La misura di trattenimento è stata disposta dopo che lo straniero ha assunto un atteggiamento particolarmente ostile e violento durante le attività svolte presso l’Ufficio Immigrazione, opponendo resistenza agli agenti e rendendo necessaria un’azione di contenimento condotta dalla polizia con professionalità, equilibrio e nel pieno rispetto delle procedure operative.
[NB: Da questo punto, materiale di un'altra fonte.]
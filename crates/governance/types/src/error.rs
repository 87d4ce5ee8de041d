use thiserror::Error;

/// Result type for schema validation.
pub type SchemaResult<T> = Result<T, SchemaError>;

/// Schema validation errors.
#[derive(Debug, Error)]
pub enum SchemaError {
    /// The instance violates the schema; every violation is listed.
    #[error("{schema} schema validation failed: {}", violations.join("; "))]
    Invalid {
        schema: &'static str,
        violations: Vec<String>,
    },

    /// The instance could not be converted to JSON for validation.
    #[error("serialization error: {0}")]
    Serialization(String),

    /// The bundled schema itself failed to compile.
    #[error("schema compilation failed: {0}")]
    Compile(String),
}

impl SchemaError {
    /// Violations carried by an [`SchemaError::Invalid`] error.
    pub fn violations(&self) -> &[String] {
        match self {
            Self::Invalid { violations, .. } => violations,
            _ => &[],
        }
    }
}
Il soggetto è stato quindi accompagnato nel Centro di Permanenza per i Rimpatri di Brindisi–Restinco, dove saranno svolte le procedure necessarie al rimpatrio, così come prevede la legge.
Lo straniero aveva già richiesto la protezione internazionale, ma si era visto dichiarare inammissibile l’istanza da parte della Commissione Territoriale di Crotone per manifesta infondatezza, con il contestuale accertamento dell’obbligo di rimpatrio. Dall’analisi della sua posizione personale sono infatti emersi dei rilevanti e concreti profili di pericolosità sociale, anche alla luce di precedenti penali per tentata rapina, furto aggravato, atti persecutori e maltrattamenti in ambito familiare.